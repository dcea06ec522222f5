use thiserror::Error;

#[derive(Error, Debug)]
pub enum CryptoError {
    #[error("Decryption failed: invalid ciphertext or wrong key")]
    DecryptionFailed,

    #[error("Key wrapping failed: symmetric key does not fit the recipient envelope")]
    WrapFailed,

    #[error("Key unwrapping failed: wrong recipient key or corrupted envelope")]
    UnwrapFailed,

    #[error("Cannot derive an IV from an empty username")]
    EmptyIvSource,
}

#[derive(Error, Debug)]
pub enum KeyError {
    #[error("Failed to generate keypair: {0}")]
    Generation(String),

    #[error("Invalid PEM key material")]
    InvalidPem,

    #[error("Key file error: {0}")]
    Io(#[from] std::io::Error),
}

#[derive(Error, Debug)]
pub enum TokenError {
    #[error("Malformed session token")]
    Malformed,

    #[error("Session token signature is invalid")]
    BadSignature,

    #[error("Failed to encode session token")]
    Encoding,
}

Task to complete: Find "envelope" in the preceding records. Copy each line that holds it.

Answer below:
    #[error("Key wrapping failed: symmetric key does not fit the recipient envelope")]
    #[error("Key unwrapping failed: wrong recipient key or corrupted envelope")]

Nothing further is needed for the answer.